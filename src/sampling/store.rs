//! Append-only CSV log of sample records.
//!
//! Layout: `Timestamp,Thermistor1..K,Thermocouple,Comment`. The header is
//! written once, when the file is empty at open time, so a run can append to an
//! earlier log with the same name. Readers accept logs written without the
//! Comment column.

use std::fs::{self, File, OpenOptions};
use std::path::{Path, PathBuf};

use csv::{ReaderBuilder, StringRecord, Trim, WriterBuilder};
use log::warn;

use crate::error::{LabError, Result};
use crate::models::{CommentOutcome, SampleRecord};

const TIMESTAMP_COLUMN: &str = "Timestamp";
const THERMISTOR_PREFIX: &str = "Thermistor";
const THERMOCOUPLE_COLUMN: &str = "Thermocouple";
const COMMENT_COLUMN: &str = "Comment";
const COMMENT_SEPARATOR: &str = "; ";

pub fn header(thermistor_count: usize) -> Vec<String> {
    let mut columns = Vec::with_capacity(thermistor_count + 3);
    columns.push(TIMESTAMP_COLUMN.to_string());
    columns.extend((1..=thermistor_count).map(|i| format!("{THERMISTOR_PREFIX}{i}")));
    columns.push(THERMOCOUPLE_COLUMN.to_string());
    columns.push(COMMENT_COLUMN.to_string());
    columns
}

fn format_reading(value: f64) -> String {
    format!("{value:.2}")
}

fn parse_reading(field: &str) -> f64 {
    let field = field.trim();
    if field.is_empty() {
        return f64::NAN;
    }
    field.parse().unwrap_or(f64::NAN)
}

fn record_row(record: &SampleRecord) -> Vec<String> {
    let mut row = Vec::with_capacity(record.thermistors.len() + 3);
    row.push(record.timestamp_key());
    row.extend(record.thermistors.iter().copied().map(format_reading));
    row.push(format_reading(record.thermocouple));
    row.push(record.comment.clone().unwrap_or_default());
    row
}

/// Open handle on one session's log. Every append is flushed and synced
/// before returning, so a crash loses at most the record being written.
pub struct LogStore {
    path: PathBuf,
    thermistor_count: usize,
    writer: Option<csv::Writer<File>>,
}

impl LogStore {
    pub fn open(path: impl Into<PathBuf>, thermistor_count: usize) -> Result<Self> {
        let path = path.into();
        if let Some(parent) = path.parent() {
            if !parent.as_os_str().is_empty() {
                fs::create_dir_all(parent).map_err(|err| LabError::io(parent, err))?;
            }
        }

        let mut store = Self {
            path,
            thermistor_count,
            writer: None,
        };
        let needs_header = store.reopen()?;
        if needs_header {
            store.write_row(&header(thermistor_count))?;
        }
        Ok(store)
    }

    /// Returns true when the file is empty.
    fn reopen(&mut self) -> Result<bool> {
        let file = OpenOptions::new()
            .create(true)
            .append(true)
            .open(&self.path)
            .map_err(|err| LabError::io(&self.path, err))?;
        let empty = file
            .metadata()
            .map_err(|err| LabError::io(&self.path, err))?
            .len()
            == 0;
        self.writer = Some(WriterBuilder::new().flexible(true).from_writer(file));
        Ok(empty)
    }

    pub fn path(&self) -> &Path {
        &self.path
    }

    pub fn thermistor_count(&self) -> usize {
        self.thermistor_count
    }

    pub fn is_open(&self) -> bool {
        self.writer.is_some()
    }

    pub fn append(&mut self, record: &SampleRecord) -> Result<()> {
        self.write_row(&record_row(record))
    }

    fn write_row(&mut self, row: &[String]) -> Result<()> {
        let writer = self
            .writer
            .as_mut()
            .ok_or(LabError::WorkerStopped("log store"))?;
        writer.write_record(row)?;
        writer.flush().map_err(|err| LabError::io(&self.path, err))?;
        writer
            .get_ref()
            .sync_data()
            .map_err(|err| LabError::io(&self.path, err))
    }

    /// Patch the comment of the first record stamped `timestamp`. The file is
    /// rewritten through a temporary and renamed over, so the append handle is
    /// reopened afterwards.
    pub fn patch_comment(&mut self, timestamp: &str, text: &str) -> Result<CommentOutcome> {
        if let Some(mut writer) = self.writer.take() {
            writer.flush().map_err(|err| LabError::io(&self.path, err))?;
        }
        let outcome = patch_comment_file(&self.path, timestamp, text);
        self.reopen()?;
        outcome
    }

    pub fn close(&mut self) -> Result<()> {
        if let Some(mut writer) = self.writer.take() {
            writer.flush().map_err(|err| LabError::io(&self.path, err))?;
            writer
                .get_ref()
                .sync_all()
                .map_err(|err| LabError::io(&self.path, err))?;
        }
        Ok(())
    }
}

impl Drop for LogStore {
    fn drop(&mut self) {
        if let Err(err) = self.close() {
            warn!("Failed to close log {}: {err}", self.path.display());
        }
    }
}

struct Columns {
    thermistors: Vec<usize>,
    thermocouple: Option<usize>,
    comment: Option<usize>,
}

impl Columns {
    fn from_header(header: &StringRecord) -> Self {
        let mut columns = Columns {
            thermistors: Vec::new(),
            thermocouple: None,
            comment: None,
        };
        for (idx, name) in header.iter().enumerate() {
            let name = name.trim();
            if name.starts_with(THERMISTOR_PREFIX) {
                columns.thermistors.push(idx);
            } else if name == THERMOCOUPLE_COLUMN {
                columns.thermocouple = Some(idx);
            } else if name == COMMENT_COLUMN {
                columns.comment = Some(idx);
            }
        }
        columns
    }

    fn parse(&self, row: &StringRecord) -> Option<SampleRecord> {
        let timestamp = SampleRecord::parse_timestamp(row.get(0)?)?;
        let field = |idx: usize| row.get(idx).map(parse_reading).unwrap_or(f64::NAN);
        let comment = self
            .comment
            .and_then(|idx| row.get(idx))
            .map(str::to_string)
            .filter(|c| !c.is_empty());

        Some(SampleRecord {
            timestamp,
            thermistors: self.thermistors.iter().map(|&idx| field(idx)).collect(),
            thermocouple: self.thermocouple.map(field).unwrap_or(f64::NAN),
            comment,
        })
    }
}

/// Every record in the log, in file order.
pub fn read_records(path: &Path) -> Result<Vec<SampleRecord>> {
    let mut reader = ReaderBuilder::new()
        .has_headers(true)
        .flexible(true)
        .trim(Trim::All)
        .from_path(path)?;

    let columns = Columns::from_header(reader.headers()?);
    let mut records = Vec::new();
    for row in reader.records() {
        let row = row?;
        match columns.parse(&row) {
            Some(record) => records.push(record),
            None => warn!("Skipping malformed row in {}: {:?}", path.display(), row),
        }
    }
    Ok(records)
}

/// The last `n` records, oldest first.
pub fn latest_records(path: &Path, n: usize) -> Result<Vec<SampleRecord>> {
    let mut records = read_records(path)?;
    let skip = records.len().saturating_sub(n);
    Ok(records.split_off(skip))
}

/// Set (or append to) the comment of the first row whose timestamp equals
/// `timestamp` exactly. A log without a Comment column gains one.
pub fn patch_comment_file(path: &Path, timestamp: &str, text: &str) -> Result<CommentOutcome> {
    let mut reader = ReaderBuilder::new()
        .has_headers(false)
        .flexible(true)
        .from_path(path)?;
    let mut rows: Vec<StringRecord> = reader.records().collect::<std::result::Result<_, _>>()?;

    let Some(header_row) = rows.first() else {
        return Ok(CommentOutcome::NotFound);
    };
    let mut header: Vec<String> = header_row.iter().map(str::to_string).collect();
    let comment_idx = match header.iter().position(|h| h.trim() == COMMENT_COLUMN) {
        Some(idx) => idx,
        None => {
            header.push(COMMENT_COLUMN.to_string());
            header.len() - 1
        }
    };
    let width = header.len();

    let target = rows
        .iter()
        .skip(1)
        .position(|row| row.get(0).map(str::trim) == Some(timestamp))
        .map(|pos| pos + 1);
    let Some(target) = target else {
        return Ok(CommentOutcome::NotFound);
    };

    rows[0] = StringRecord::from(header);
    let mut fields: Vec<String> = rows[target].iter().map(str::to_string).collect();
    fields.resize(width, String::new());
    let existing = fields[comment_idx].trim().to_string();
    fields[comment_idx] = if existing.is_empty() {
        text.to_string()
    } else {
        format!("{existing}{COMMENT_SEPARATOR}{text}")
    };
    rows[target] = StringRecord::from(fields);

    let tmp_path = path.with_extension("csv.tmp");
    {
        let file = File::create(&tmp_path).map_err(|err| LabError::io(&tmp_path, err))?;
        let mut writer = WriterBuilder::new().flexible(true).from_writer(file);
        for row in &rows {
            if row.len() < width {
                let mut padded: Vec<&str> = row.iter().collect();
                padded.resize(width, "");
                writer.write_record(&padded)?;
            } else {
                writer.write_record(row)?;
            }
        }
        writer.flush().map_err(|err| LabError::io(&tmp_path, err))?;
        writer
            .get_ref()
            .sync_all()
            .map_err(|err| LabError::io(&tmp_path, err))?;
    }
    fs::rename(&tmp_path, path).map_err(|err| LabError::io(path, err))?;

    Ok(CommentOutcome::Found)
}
════════
Show all lines from the records above where the word "WriterBuilder" occurs.

Result for this exercise
use csv::{ReaderBuilder, StringRecord, Trim, WriterBuilder};
        self.writer = Some(WriterBuilder::new().flexible(true).from_writer(file));
        let mut writer = WriterBuilder::new().flexible(true).from_writer(file);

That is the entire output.